There is so much more to what we see in others. You can discern it in their eyes, in the authenticity of their smile, in the sincerity of their laugh. Happiness comes in waves. But it’s at the lowest points that we need help getting back up. Even if asking for assistance may seem like the hardest thing to do.

Every person you meet is going through things you will never know.

Just like you share in your head thoughts you will never speak of.

Plant your energy

There is an experiment simple enough that children are even taught to carry out: you take two plants and water each of them equally, but to the one you speak lovingly with kind, encouraging words, while to the other you burst out your rage, anger and hatred. You watch them grow over time and soon realise that the first one blooms into a tall, sturdy, leafy plant, while the latter steadily withers away into misery.

Humans are like that too.

The words we receive affect us in every way.
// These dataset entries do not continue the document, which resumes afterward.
//! Reply texts. Every reachable state has a reply for every class of input,
//! so the user is never left without an answer.

pub const CHOOSE_REVIEW_TYPE: &str = "Would you like a Basic (free) or Advanced (paid) review?";

pub const REVIEW_TYPE_UNCLEAR: &str =
    "I didn't understand that. Please type 'Basic' for a free review or 'Advanced' for a paid review.";

pub const UPLOAD_PROMPT: &str = "Please upload your CV (PDF or DOCX, max 5MB). Your CV will be temporarily stored for review and securely deleted within 24 hours.";

pub const PAYMENT_PENDING: &str = "I'll confirm your payment automatically once it's completed. If you've already paid, please wait a moment while I verify the payment.";

pub const ASK_EMAIL: &str = "Your payment has been confirmed. Would you like to receive your advanced review by email as well? If yes, please reply with your email address, or type 'skip' to continue without email.";

pub const EMAIL_SAVED_UPLOAD: &str = "Thanks! Now, please upload your CV (PDF or DOCX, max 5MB).";

pub const EMAIL_SKIPPED: &str = "No problem. Please upload your CV (PDF or DOCX, max 5MB).";

pub const EMAIL_INVALID: &str = "That doesn't look like a valid email address. Please enter a valid email or type 'skip' to continue without email.";

pub const CV_RECEIVED: &str = "Thanks! I've received your CV and will process it shortly.";

pub const ADVANCED_IN_PROGRESS: &str =
    "I'm generating your in-depth CV review. This might take a few moments...";

pub const UNSUPPORTED_FORMAT: &str =
    "Sorry, I can only accept PDF or DOCX files. Please upload your CV in one of these formats.";

pub const FILE_TOO_LARGE: &str =
    "Sorry, that file is larger than 5MB. Please upload a smaller PDF or DOCX version of your CV.";

pub const AWAITING_CV: &str = "I'm waiting for your CV. Please upload a PDF or DOCX file (max 5MB).";

pub const PROCESSING_FAILED: &str =
    "Sorry, there was an error processing your CV. Please try again later.";

pub const UPSELL_DECLINED: &str =
    "Thank you for using our CV review service. Feel free to contact us anytime for a new review.";

pub const GREETING_PROMPT: &str =
    "Hello! I'm your CV review assistant. Send 'Review CV' to get started.";

pub const PAYMENT_RECEIVED_PROCESSING: &str = "Thank you for your payment! I will now process your CV for an advanced review. This will take just a moment...";

pub const PAYMENT_RECEIVED_UPLOAD: &str = "Thank you for your payment! Please upload your CV (PDF or DOCX, max 5MB) to receive your advanced review.";

pub fn payment_link(link: &str) -> String {
    format!("To proceed with an Advanced review, please complete the payment via this link: {link}")
}

pub fn upsell_payment_link(link: &str) -> String {
    format!("Great! To proceed with an Advanced review, please complete the payment via this link: {link}")
}

pub fn email_recorded(email: &str) -> String {
    format!(
        "Thank you! Your advanced review will be sent to {email}. Now, please upload your CV (PDF or DOCX, max 5MB)."
    )
}

fn bulleted(insights: &[String]) -> String {
    insights
        .iter()
        .map(|insight| format!("• {insight}"))
        .collect::<Vec<_>>()
        .join("\n\n")
}

pub fn basic_review(insights: &[String]) -> String {
    format!(
        "Here's your basic CV review:\n\n{}\n\nWould you like to unlock deeper insights? Reply 'Advanced' to proceed to payment.",
        bulleted(insights)
    )
}

pub fn advanced_review(
    score: u8,
    insights: &[String],
    report_link: Option<&str>,
    emailed_to: Option<&str>,
) -> String {
    let mut reply = format!(
        "Here's your advanced CV review (Score: {score}/100):\n\n{}",
        bulleted(insights)
    );
    if let Some(link) = report_link {
        reply.push_str(&format!("\n\nDownload full report: {link}"));
    }
    if let Some(email) = emailed_to {
        reply.push_str(&format!(
            "\n\nA copy of this review has also been sent to your email ({email})."
        ));
    }
    reply
}
//! Scoring Engine: pluggable, trait-based CV scorer.
//!
//! `LocalScorer` is a deterministic heuristic (pure Rust, no I/O) and doubles
//! as the offline test double. `RemoteScorer` calls the analysis API and
//! silently degrades to the local heuristic on any failure.
//!
//! The conversation holds an `Arc<dyn CvScorer>` chosen at startup from config.

use std::sync::Arc;
use std::time::Duration;

use async_trait::async_trait;
use serde::{Deserialize, Serialize};
use tracing::{info, warn};

use crate::analysis::client::AnalysisClient;
use crate::config::Config;
use crate::errors::ReviewError;
use crate::models::cv::{CvData, CvMetrics, SectionName};
use crate::models::session::ReviewType;

// ────────────────────────────────────────────────────────────────────────────
// Output data models (shared across all scorer backends)
// ────────────────────────────────────────────────────────────────────────────

#[derive(Debug, Clone, Copy, PartialEq, Eq, Serialize, Deserialize)]
#[serde(rename_all = "snake_case")]
pub enum ScoringProvider {
    Remote,
    LocalFallback,
}

impl ScoringProvider {
    pub fn as_str(&self) -> &'static str {
        match self {
            ScoringProvider::Remote => "remote",
            ScoringProvider::LocalFallback => "local_fallback",
        }
    }
}

#[derive(Debug, Clone, PartialEq, Serialize, Deserialize)]
pub struct AnalysisResult {
    pub success: bool,
    pub improvement_score: u8,
    pub insights: Vec<String>,
    /// Always computed from the segmented CV, whichever backend scored it.
    pub detected_sections: Vec<SectionName>,
    pub metrics: CvMetrics,
    pub provider: ScoringProvider,
}

// ────────────────────────────────────────────────────────────────────────────
// Trait definition
// ────────────────────────────────────────────────────────────────────────────

/// Implementations never fail: a scorer that cannot reach its backend must
/// still return a usable result.
#[async_trait]
pub trait CvScorer: Send + Sync {
    async fn analyze(&self, cv: &CvData, review_type: ReviewType) -> AnalysisResult;
}

/// Remote scorer when an analysis credential is configured, local otherwise.
pub fn scorer_from_config(config: &Config) -> anyhow::Result<Arc<dyn CvScorer>> {
    match &config.cv_analysis_api_key {
        Some(key) => {
            let client = AnalysisClient::new(
                config.cv_analysis_api_url.clone(),
                key.clone(),
                Duration::from_secs(config.cv_analysis_timeout_secs),
            )?;
            info!("CV scorer: remote ({})", config.cv_analysis_api_url);
            Ok(Arc::new(RemoteScorer::new(client)))
        }
        None => {
            info!("CV scorer: local heuristic (no CV_ANALYSIS_API_KEY)");
            Ok(Arc::new(LocalScorer))
        }
    }
}

// ────────────────────────────────────────────────────────────────────────────
// RemoteScorer
// ────────────────────────────────────────────────────────────────────────────

pub struct RemoteScorer {
    client: AnalysisClient,
    fallback: LocalScorer,
}

impl RemoteScorer {
    pub fn new(client: AnalysisClient) -> Self {
        Self {
            client,
            fallback: LocalScorer,
        }
    }
}

#[async_trait]
impl CvScorer for RemoteScorer {
    async fn analyze(&self, cv: &CvData, review_type: ReviewType) -> AnalysisResult {
        match self.client.analyze(cv, review_type).await {
            Ok(remote) => AnalysisResult {
                success: true,
                improvement_score: remote.improvement_score,
                insights: remote.insights,
                detected_sections: cv.detected_sections(),
                metrics: cv.metrics.clone(),
                provider: ScoringProvider::Remote,
            },
            Err(e) => {
                let degraded = ReviewError::RemoteScoringUnavailable(e.to_string());
                warn!("{degraded}; using local analysis");
                self.fallback.analyze(cv, review_type).await
            }
        }
    }
}

// ────────────────────────────────────────────────────────────────────────────
// LocalScorer: deterministic heuristic
// ────────────────────────────────────────────────────────────────────────────

pub struct LocalScorer;

#[async_trait]
impl CvScorer for LocalScorer {
    async fn analyze(&self, cv: &CvData, review_type: ReviewType) -> AnalysisResult {
        local_analysis(cv, review_type)
    }
}

const BASE_SCORE: i32 = 50;
const MIN_SCORE: i32 = 40;
const MAX_SCORE: i32 = 90;
const MIN_INSIGHTS: usize = 5;

const SUMMARY_INSIGHT: &str = "Add a professional summary of 3–4 sentences that states your role, years of experience, and the value you bring.";
const EXPERIENCE_THIN_INSIGHT: &str = "Your work experience section needs more detail. Describe your responsibilities and what you achieved in each role.";
const EXPERIENCE_QUANTIFY_INSIGHT: &str = "Consider adding more quantifiable achievements to your experience (percentages, revenue, time saved, team size).";
const SKILLS_FEW_INSIGHT: &str = "Your skills section could be more detailed. List the technical and soft skills relevant to the roles you want.";
const SKILLS_MANY_INSIGHT: &str = "Your skills list is comprehensive, but consider focusing on the skills most relevant to your target role.";
const CONTACT_INSIGHT: &str = "Make sure your CV includes both an email address and a phone number so recruiters can reach you.";
const LENGTH_INSIGHT: &str = "Your CV is longer than two pages. Consider trimming it to the most relevant and recent information.";

const STRUCTURE_INSIGHT: &str = "STRUCTURE: Order your sections as summary, experience, education, then skills, and keep headings consistent.";
const LANGUAGE_INSIGHT: &str = "LANGUAGE: Start each bullet with a strong action verb (led, built, delivered, reduced) and avoid passive phrasing.";
const FORMATTING_INSIGHT: &str = "FORMATTING: Use one font family, consistent date formats, and enough white space for the CV to be scanned in seconds.";
const KEYWORDS_INSIGHT: &str = "KEYWORDS: Mirror the terminology used in job descriptions so applicant tracking systems rank your CV higher.";
const EDUCATION_INSIGHT: &str = "EDUCATION: Include graduation years, honours, and coursework or projects relevant to the roles you target.";

const GENERIC_FORMAT_INSIGHT: &str = "Use a clean, professional format with clear section headings and bullet points.";
const GENERIC_TAILOR_INSIGHT: &str = "Tailor your CV for each application by emphasising the experience that matches the job description.";
const GENERIC_ACHIEVEMENTS_INSIGHT: &str = "Lead each role with your strongest achievement rather than a list of duties.";
const GENERIC_VERBS_INSIGHT: &str = "Start bullet points with action verbs such as led, built, reduced or launched.";
const GENERIC_PROOFREAD_INSIGHT: &str = "Proofread for spelling and grammar, then ask someone else to read it once more.";

/// Fillers appended in order until a list reaches `MIN_INSIGHTS`.
const GENERIC_INSIGHTS: [&str; MIN_INSIGHTS] = [
    GENERIC_FORMAT_INSIGHT,
    GENERIC_TAILOR_INSIGHT,
    GENERIC_ACHIEVEMENTS_INSIGHT,
    GENERIC_VERBS_INSIGHT,
    GENERIC_PROOFREAD_INSIGHT,
];

/// The local heuristic. Same `CvData` in, same result out.
pub fn local_analysis(cv: &CvData, review_type: ReviewType) -> AnalysisResult {
    AnalysisResult {
        success: true,
        improvement_score: local_score(cv),
        insights: local_insights(cv, review_type),
        detected_sections: cv.detected_sections(),
        metrics: cv.metrics.clone(),
        provider: ScoringProvider::LocalFallback,
    }
}

fn local_score(cv: &CvData) -> u8 {
    let metrics = &cv.metrics;
    let mut score = BASE_SCORE;
    if metrics.section_count >= 5 {
        score += 10;
    }
    if metrics.has_contact_info {
        score += 5;
    }
    if metrics.skill_count >= 10 {
        score += 5;
    }
    if metrics.estimated_pages <= 2 {
        score += 5;
    }
    if char_len(cv.section(SectionName::Summary)) > 100 {
        score += 5;
    }
    if char_len(cv.section(SectionName::Experience)) > 300 {
        score += 10;
    }
    score.clamp(MIN_SCORE, MAX_SCORE) as u8
}

fn local_insights(cv: &CvData, review_type: ReviewType) -> Vec<String> {
    let mut insights: Vec<&str> = Vec::new();

    if char_len(cv.section(SectionName::Summary)) < 100 {
        insights.push(SUMMARY_INSIGHT);
    }

    if char_len(cv.section(SectionName::Experience)) < 200 {
        insights.push(EXPERIENCE_THIN_INSIGHT);
    } else {
        insights.push(EXPERIENCE_QUANTIFY_INSIGHT);
    }

    match cv.skills.len() {
        n if n < 8 => insights.push(SKILLS_FEW_INSIGHT),
        n if n > 20 => insights.push(SKILLS_MANY_INSIGHT),
        _ => {}
    }

    if cv.contact_info.email.is_none() || cv.contact_info.phone.is_none() {
        insights.push(CONTACT_INSIGHT);
    }

    if cv.metrics.estimated_pages > 2 {
        insights.push(LENGTH_INSIGHT);
    }

    if review_type.is_advanced() {
        insights.extend([
            STRUCTURE_INSIGHT,
            LANGUAGE_INSIGHT,
            FORMATTING_INSIGHT,
            KEYWORDS_INSIGHT,
        ]);
        if !cv.section(SectionName::Education).trim().is_empty() {
            insights.push(EDUCATION_INSIGHT);
        }
    }

    pad_with_generic(&mut insights);
    insights.into_iter().map(str::to_string).collect()
}

fn pad_with_generic(insights: &mut Vec<&'static str>) {
    let missing = MIN_INSIGHTS.saturating_sub(insights.len());
    insights.extend(GENERIC_INSIGHTS.iter().take(missing));
}

fn char_len(text: &str) -> usize {
    text.chars().count()
}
We are told to be careful of the language we use to talk to ourselves. Those deafening voices inside our head and what they tell us. We shouldn’t allow ourselves to hear things we wouldn’t even tell our enemy. That being said, we shouldn’t tolerate such negativity neither from ourselves, neither from anyone around us.

We become what we constantly tell ourselves.

But have you ever considered that no one wants to be kicked at when they’re already down? When we’re having a bad day and someone else is having a great one, the aim is not to bring the latter down, but to lift the former up.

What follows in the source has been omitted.